---- Listed records

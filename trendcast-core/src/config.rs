use crate::ConfigError;
use serde::{Deserialize, Serialize};
use std::path::{Path, PathBuf};
use tracing::debug;

pub const DEFAULT_MODEL: &str = "openai/gpt-oss-120b";
pub const DEFAULT_API_BASE: &str = "https://api.groq.com/openai/v1";
pub const DEFAULT_USER_AGENT: &str = "YouTube-Automation/1.0";
/// Longest accepted schedule interval: one year.
pub const MAX_SCHEDULE_HOURS: u64 = 24 * 365;

/// Every option the pipeline recognises. Built once and handed to each
/// component constructor; nothing reads the process environment later.
#[derive(Debug, Clone, PartialEq, Serialize, Deserialize)]
#[serde(default)]
pub struct AppConfig {
    #[serde(skip_serializing)]
    pub groq_api_key: Option<String>,
    pub model_name: String,
    pub api_base: String,
    pub output_dir: PathBuf,
    pub idea_count: usize,
    pub user_agent: String,
    pub request_timeout_secs: u64,
    pub item_timeout_secs: u64,
    pub schedule_hours: u64,
    pub seed: Option<u64>,
}

impl Default for AppConfig {
    fn default() -> Self {
        Self {
            groq_api_key: None,
            model_name: DEFAULT_MODEL.to_string(),
            api_base: DEFAULT_API_BASE.to_string(),
            output_dir: PathBuf::from("output"),
            idea_count: 1,
            user_agent: DEFAULT_USER_AGENT.to_string(),
            request_timeout_secs: 10,
            item_timeout_secs: 5,
            schedule_hours: 24,
            seed: None,
        }
    }
}

impl AppConfig {
    /// Defaults, then the optional TOML file, then process environment.
    pub fn load(path: Option<&Path>) -> Result<Self, ConfigError> {
        let config = match path {
            Some(path) => Self::from_file(path)?,
            None => Self::default(),
        };
        let config = config.apply_env(|name| std::env::var(name).ok())?;
        config.validate()?;
        Ok(config)
    }

    pub fn from_file(path: &Path) -> Result<Self, ConfigError> {
        let contents = std::fs::read_to_string(path).map_err(|_| ConfigError::FileNotFound {
            path: path.display().to_string(),
        })?;
        debug!("Loaded configuration from {}", path.display());
        Self::from_toml(&contents)
    }

    pub fn from_toml(contents: &str) -> Result<Self, ConfigError> {
        Ok(toml::from_str(contents)?)
    }

    /// Overrides fields from environment-style lookups.
    pub fn apply_env<F>(mut self, lookup: F) -> Result<Self, ConfigError>
    where
        F: Fn(&str) -> Option<String>,
    {
        if let Some(key) = lookup("GROQ_API_KEY") {
            self.groq_api_key = Some(key);
        }
        if let Some(model) = lookup("GROQ_MODEL") {
            self.model_name = model;
        }
        if let Some(api_base) = lookup("GROQ_API_BASE") {
            self.api_base = api_base;
        }
        if let Some(output_dir) = lookup("TRENDCAST_OUTPUT_DIR") {
            self.output_dir = PathBuf::from(output_dir);
        }
        if let Some(count) = lookup("TRENDCAST_IDEA_COUNT") {
            self.idea_count = count.trim().parse().map_err(|_| ConfigError::InvalidValue {
                field: "idea_count".to_string(),
                value: count.clone(),
            })?;
        }
        Ok(self)
    }

    /// Model access is enabled only when a non-blank key is present.
    pub fn use_ai(&self) -> bool {
        self.groq_api_key
            .as_deref()
            .map(|key| !key.trim().is_empty())
            .unwrap_or(false)
    }

    pub fn validate(&self) -> Result<(), ConfigError> {
        if self.model_name.trim().is_empty() {
            return Err(ConfigError::ValidationFailed {
                reason: "model_name must not be empty".to_string(),
            });
        }
        if url::Url::parse(&self.api_base).is_err() {
            return Err(ConfigError::InvalidValue {
                field: "api_base".to_string(),
                value: self.api_base.clone(),
            });
        }
        if self.request_timeout_secs == 0 || self.item_timeout_secs == 0 {
            return Err(ConfigError::ValidationFailed {
                reason: "timeouts must be at least one second".to_string(),
            });
        }
        if self.schedule_hours == 0 {
            return Err(ConfigError::ValidationFailed {
                reason: "schedule_hours must be at least one".to_string(),
            });
        }
        if self.schedule_hours > MAX_SCHEDULE_HOURS {
            return Err(ConfigError::ValidationFailed {
                reason: format!("schedule_hours must be at most {}", MAX_SCHEDULE_HOURS),
            });
        }
        Ok(())
    }
}

#[cfg(test)]
mod tests {
    use super::*;
    use std::collections::HashMap;
    use std::io::Write;

    fn lookup(vars: &[(&str, &str)]) -> impl Fn(&str) -> Option<String> {
        let vars: HashMap<String, String> = vars
            .iter()
            .map(|(k, v)| (k.to_string(), v.to_string()))
            .collect();
        move |name| vars.get(name).cloned()
    }

    #[test]
    fn test_defaults() {
        let config = AppConfig::default();
        assert_eq!(config.model_name, DEFAULT_MODEL);
        assert!(!config.use_ai());
        assert!(config.validate().is_ok());
    }

    #[test]
    fn test_use_ai_derived_from_key() {
        let config = AppConfig::default()
            .apply_env(lookup(&[("GROQ_API_KEY", "gsk_test")]))
            .unwrap();
        assert!(config.use_ai());

        let blank = AppConfig::default()
            .apply_env(lookup(&[("GROQ_API_KEY", "   ")]))
            .unwrap();
        assert!(!blank.use_ai());
    }

    #[test]
    fn test_env_overrides() {
        let config = AppConfig::default()
            .apply_env(lookup(&[
                ("GROQ_MODEL", "llama-3.1-8b-instant"),
                ("TRENDCAST_OUTPUT_DIR", "/tmp/trendcast"),
                ("TRENDCAST_IDEA_COUNT", "3"),
            ]))
            .unwrap();
        assert_eq!(config.model_name, "llama-3.1-8b-instant");
        assert_eq!(config.output_dir, PathBuf::from("/tmp/trendcast"));
        assert_eq!(config.idea_count, 3);
    }

    #[test]
    fn test_invalid_idea_count() {
        let result = AppConfig::default().apply_env(lookup(&[("TRENDCAST_IDEA_COUNT", "many")]));
        assert!(matches!(result, Err(ConfigError::InvalidValue { .. })));
    }

    #[test]
    fn test_toml_partial_file() {
        let config = AppConfig::from_toml(
            r#"
            model_name = "mixtral"
            idea_count = 2
            seed = 42
            "#,
        )
        .unwrap();
        assert_eq!(config.model_name, "mixtral");
        assert_eq!(config.idea_count, 2);
        assert_eq!(config.seed, Some(42));
        assert_eq!(config.request_timeout_secs, 10);
    }

    #[test]
    fn test_from_file() {
        let mut file = tempfile::NamedTempFile::new().unwrap();
        writeln!(file, "schedule_hours = 12").unwrap();
        let config = AppConfig::from_file(file.path()).unwrap();
        assert_eq!(config.schedule_hours, 12);

        let missing = AppConfig::from_file(Path::new("/definitely/not/here.toml"));
        assert!(matches!(missing, Err(ConfigError::FileNotFound { .. })));
    }

    #[test]
    fn test_validation_failures() {
        let mut config = AppConfig::default();
        config.api_base = "not a url".to_string();
        assert!(config.validate().is_err());

        let mut config = AppConfig::default();
        config.item_timeout_secs = 0;
        assert!(config.validate().is_err());

        let mut config = AppConfig::default();
        config.model_name = " ".to_string();
        assert!(config.validate().is_err());
    }

    #[test]
    fn test_schedule_hours_bounded() {
        let mut config = AppConfig::default();
        config.schedule_hours = MAX_SCHEDULE_HOURS;
        assert!(config.validate().is_ok());

        config.schedule_hours = MAX_SCHEDULE_HOURS + 1;
        assert!(matches!(
            config.validate(),
            Err(ConfigError::ValidationFailed { .. })
        ));

        config.schedule_hours = u64::MAX / 1000;
        assert!(config.validate().is_err());
    }

    #[test]
    fn test_api_key_not_serialized() {
        let mut config = AppConfig::default();
        config.groq_api_key = Some("secret".to_string());
        let rendered = toml::to_string(&config).unwrap();
        assert!(!rendered.contains("secret"));
    }
}
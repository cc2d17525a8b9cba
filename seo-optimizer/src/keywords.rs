//! Static dictionaries behind the metadata heuristics.

use trendcast_core::KeywordMetrics;

/// High-converting title words. Only the first [`TITLE_POWER_WORDS`] count
/// toward the title score and are used as prefixes.
pub const POWER_WORDS: [&str; 28] = [
    "incredible",
    "amazing",
    "shocking",
    "unbelievable",
    "mind-blowing",
    "the ultimate",
    "secrets",
    "hidden",
    "finally revealed",
    "exposed",
    "the truth about",
    "why",
    "how to",
    "avoid",
    "stop",
    "never",
    "biggest",
    "best",
    "worst",
    "crucial",
    "critical",
    "essential",
    "proven",
    "official",
    "real",
    "honest",
    "brutal",
    "raw",
];

pub const TITLE_POWER_WORDS: usize = 10;

/// `(keyword, difficulty, trend, relative clicks)`
pub const VIRAL_KEYWORDS: [(&str, &str, &str, f32); 15] = [
    ("ai", "high", "rising", 8.5),
    ("python", "medium", "stable", 7.2),
    ("javascript", "medium", "stable", 6.8),
    ("react", "medium", "stable", 6.5),
    ("chatgpt", "low", "rising", 9.0),
    ("machine learning", "high", "rising", 8.2),
    ("web development", "low", "stable", 6.0),
    ("devops", "high", "rising", 7.8),
    ("kubernetes", "high", "rising", 7.5),
    ("rust", "high", "rising", 7.9),
    ("golang", "medium", "rising", 7.3),
    ("typescript", "medium", "rising", 7.1),
    ("nextjs", "medium", "rising", 6.9),
    ("api", "low", "stable", 5.8),
    ("database", "medium", "stable", 6.2),
];

pub const ENGAGEMENT_TRIGGERS: [&str; 13] = [
    "TOP 10",
    "STOP MAKING",
    "WHY I",
    "I BUILT",
    "NOBODY TALKS ABOUT",
    "THE BIGGEST MISTAKE",
    "RANKING",
    "FINALLY REVEALED",
    "THIS CHANGED EVERYTHING",
    "WARNING",
    "EXPOSED",
    "WATCH THIS",
    "PROOF THAT",
];

pub const CTA_HOOKS: [&str; 6] = [
    "If you find this helpful, smash the like button and subscribe",
    "Make sure to watch till the end for the bonus tip",
    "Drop a comment telling me what you think",
    "Subscribe to the channel for more advanced content",
    "Follow for weekly tutorials and coding tips",
    "Join our Discord community for daily challenges",
];

/// Counts used by the numeric title hooks ("Top 5: ...", "(7 Tips)").
pub const NUMERIC_HOOKS: [u8; 4] = [3, 5, 7, 10];

pub fn category_tags(category: &str) -> &'static [&'static str] {
    match category {
        "Education" => &["tutorial", "learn", "how to", "guide", "beginner"],
        "Technology" => &["tech", "software", "programming", "coding", "development"],
        "Entertainment" => &["viral", "trending", "reaction", "funny", "entertainment"],
        _ => &[],
    }
}

pub fn title_power_words() -> &'static [&'static str] {
    &POWER_WORDS[..TITLE_POWER_WORDS]
}

pub fn lookup_keyword(keyword: &str) -> Option<KeywordMetrics> {
    let keyword = keyword.trim().to_lowercase();
    VIRAL_KEYWORDS
        .iter()
        .find(|(name, ..)| *name == keyword)
        .map(|(_, difficulty, trend, clicks)| KeywordMetrics {
            difficulty: difficulty.to_string(),
            trend: trend.to_string(),
            clicks: *clicks,
        })
}

pub fn viral_keyword_names() -> impl Iterator<Item = &'static str> {
    VIRAL_KEYWORDS.iter().map(|(name, ..)| *name)
}

/// Uppercase phrases that mark a title as engagement bait.
pub fn engagement_triggers_in(title: &str) -> Vec<&'static str> {
    let upper = title.to_uppercase();
    ENGAGEMENT_TRIGGERS
        .iter()
        .copied()
        .filter(|trigger| upper.contains(trigger))
        .collect()
}

#[cfg(test)]
mod tests {
    use super::*;

    #[test]
    fn test_lookup_is_case_insensitive() {
        let metrics = lookup_keyword(" Rust ").unwrap();
        assert_eq!(metrics.difficulty, "high");
        assert_eq!(metrics.trend, "rising");
        assert!((metrics.clicks - 7.9).abs() < f32::EPSILON);
        assert!(lookup_keyword("cobol").is_none());
    }

    #[test]
    fn test_category_tags() {
        assert_eq!(category_tags("Technology").len(), 5);
        assert!(category_tags("Cooking").is_empty());
    }

    #[test]
    fn test_engagement_triggers() {
        assert_eq!(
            engagement_triggers_in("Top 10 things nobody talks about"),
            vec!["TOP 10", "NOBODY TALKS ABOUT"]
        );
    }

    #[test]
    fn test_title_power_words() {
        assert_eq!(title_power_words().len(), 10);
        assert_eq!(title_power_words()[9], "exposed");
    }
}
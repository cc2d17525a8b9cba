use crate::error::*;
use std::fmt::Display;
use tracing::{debug, error, warn};

/// Logging helpers and stable codes shared by every error in the workspace.
pub trait ErrorExt: Display + Sized {
    /// Prefix used in log lines.
    fn kind(&self) -> &'static str;

    /// Stable machine-readable code, recorded in fallback reasons and reports.
    fn error_code(&self) -> &'static str;

    fn user_friendly_message(&self) -> String;

    fn log_error(&self) -> &Self {
        error!(code = self.error_code(), "{}: {}", self.kind(), self);
        self
    }

    fn log_warn(&self) -> &Self {
        warn!(code = self.error_code(), "{}: {}", self.kind(), self);
        self
    }
}

impl ErrorExt for CoreError {
    fn kind(&self) -> &'static str {
        match self {
            CoreError::TrendSource(e) => e.kind(),
            CoreError::Llm(e) => e.kind(),
            CoreError::Config(e) => e.kind(),
            _ => "CoreError",
        }
    }

    fn error_code(&self) -> &'static str {
        match self {
            CoreError::TrendSource(e) => e.error_code(),
            CoreError::Llm(e) => e.error_code(),
            CoreError::Config(e) => e.error_code(),
            CoreError::Io(_) => "IO",
            CoreError::Serialization(_) => "SERIALIZATION",
            CoreError::Network(e) if e.is_timeout() => "NETWORK_TIMEOUT",
            CoreError::Network(_) => "NETWORK",
            CoreError::InvalidInput { .. } => "INVALID_INPUT",
            CoreError::Internal { .. } => "INTERNAL",
        }
    }

    fn user_friendly_message(&self) -> String {
        match self {
            CoreError::TrendSource(e) => e.user_friendly_message(),
            CoreError::Llm(e) => e.user_friendly_message(),
            CoreError::Config(e) => e.user_friendly_message(),
            CoreError::Io(e) => format!("Could not read or write output files: {}", e),
            CoreError::Serialization(_) => "A record could not be encoded as JSON.".to_string(),
            CoreError::Network(_) => {
                "Network connection error. Please check your internet connection.".to_string()
            }
            CoreError::InvalidInput { message } => format!("Invalid input: {}", message),
            CoreError::Internal { .. } => "An unexpected error occurred.".to_string(),
        }
    }

    fn log_error(&self) -> &Self {
        error!(code = self.error_code(), "{}: {}", self.kind(), self);
        if let CoreError::TrendSource(e) = self {
            debug!("Failed source: {}", e.origin());
        }
        self
    }
}

impl ErrorExt for TrendSourceError {
    fn kind(&self) -> &'static str {
        "TrendSourceError"
    }

    fn error_code(&self) -> &'static str {
        match self {
            TrendSourceError::Unavailable { .. } => "SOURCE_UNAVAILABLE",
            TrendSourceError::RequestTimeout { .. } => "SOURCE_TIMEOUT",
            TrendSourceError::RequestFailed { .. } => "SOURCE_REQUEST_FAILED",
            TrendSourceError::InvalidResponse { .. } => "SOURCE_INVALID_RESPONSE",
        }
    }

    fn user_friendly_message(&self) -> String {
        let problem = match self {
            TrendSourceError::Unavailable { status_code, .. } => {
                format!("is unavailable right now (status {})", status_code)
            }
            TrendSourceError::RequestTimeout { .. } => "did not answer in time".to_string(),
            TrendSourceError::RequestFailed { .. } => "could not be reached".to_string(),
            TrendSourceError::InvalidResponse { .. } => "sent an unexpected response".to_string(),
        };
        format!("{} {}. Its trends were skipped.", self.origin(), problem)
    }
}

impl ErrorExt for LlmError {
    fn kind(&self) -> &'static str {
        "LlmError"
    }

    fn error_code(&self) -> &'static str {
        match self {
            LlmError::InvalidApiKey { .. } => "LLM_INVALID_API_KEY",
            LlmError::RateLimitExceeded { .. } => "LLM_RATE_LIMIT",
            LlmError::ModelNotAvailable { .. } => "LLM_MODEL_NOT_AVAILABLE",
            LlmError::ServiceUnavailable { .. } => "LLM_SERVICE_UNAVAILABLE",
            LlmError::RequestTimeout { .. } => "LLM_TIMEOUT",
            LlmError::RequestRejected { .. } => "LLM_REQUEST_REJECTED",
            LlmError::InvalidResponseFormat { .. } => "LLM_INVALID_RESPONSE",
        }
    }

    fn user_friendly_message(&self) -> String {
        match self {
            LlmError::InvalidApiKey { provider } => {
                format!("The {} API key was rejected. Templates were used instead.", provider)
            }
            LlmError::RateLimitExceeded { provider } => {
                format!("{} is rate limiting requests. Templates were used instead.", provider)
            }
            LlmError::ModelNotAvailable { model } => {
                format!("Model '{}' is not available. Set GROQ_MODEL to another model.", model)
            }
            LlmError::ServiceUnavailable { provider, .. } => {
                format!("{} is temporarily unavailable. Templates were used instead.", provider)
            }
            LlmError::RequestTimeout { provider } => {
                format!("{} took too long to answer. Templates were used instead.", provider)
            }
            LlmError::RequestRejected { provider, status_code, .. } => {
                format!("{} rejected the request (status {}).", provider, status_code)
            }
            LlmError::InvalidResponseFormat { provider, .. } => {
                format!("{} answered in an unexpected format.", provider)
            }
        }
    }
}

impl ErrorExt for ConfigError {
    fn kind(&self) -> &'static str {
        "ConfigError"
    }

    fn error_code(&self) -> &'static str {
        match self {
            ConfigError::FileNotFound { .. } => "CONFIG_FILE_NOT_FOUND",
            ConfigError::InvalidValue { .. } => "CONFIG_INVALID_VALUE",
            ConfigError::ValidationFailed { .. } => "CONFIG_VALIDATION_FAILED",
            ConfigError::Parse(_) => "CONFIG_PARSE_ERROR",
        }
    }

    fn user_friendly_message(&self) -> String {
        match self {
            ConfigError::FileNotFound { path } => format!("Configuration file '{}' not found.", path),
            ConfigError::InvalidValue { field, .. } => {
                format!("Invalid value for configuration field '{}'.", field)
            }
            ConfigError::ValidationFailed { reason } => format!("Configuration is invalid: {}", reason),
            ConfigError::Parse(e) => format!("Configuration file is not valid TOML: {}", e),
        }
    }
}

/// Reports fatal errors at the binary boundary: logs them and renders a
/// one-line message for the terminal.
#[derive(Debug, Clone, Copy)]
pub struct ErrorReporter {
    include_code: bool,
}

impl ErrorReporter {
    pub fn new() -> Self {
        Self { include_code: true }
    }

    pub fn with_code(mut self, include_code: bool) -> Self {
        self.include_code = include_code;
        self
    }

    pub fn render(&self, error: &CoreError) -> String {
        if self.include_code {
            format!("[{}] {}", error.error_code(), error.user_friendly_message())
        } else {
            error.user_friendly_message()
        }
    }

    /// Logs the error and returns the rendered message.
    pub fn report_error(&self, error: &CoreError) -> String {
        error.log_error();
        self.render(error)
    }
}

impl Default for ErrorReporter {
    fn default() -> Self {
        Self::new()
    }
}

--------

Which of the lines above hold the string "clicks"? Pick each of them out.

* [Written solution]:
/// `(keyword, difficulty, trend, relative clicks)`
        .map(|(_, difficulty, trend, clicks)| KeywordMetrics {
            clicks: *clicks,
        assert!((metrics.clicks - 7.9).abs() < f32::EPSILON);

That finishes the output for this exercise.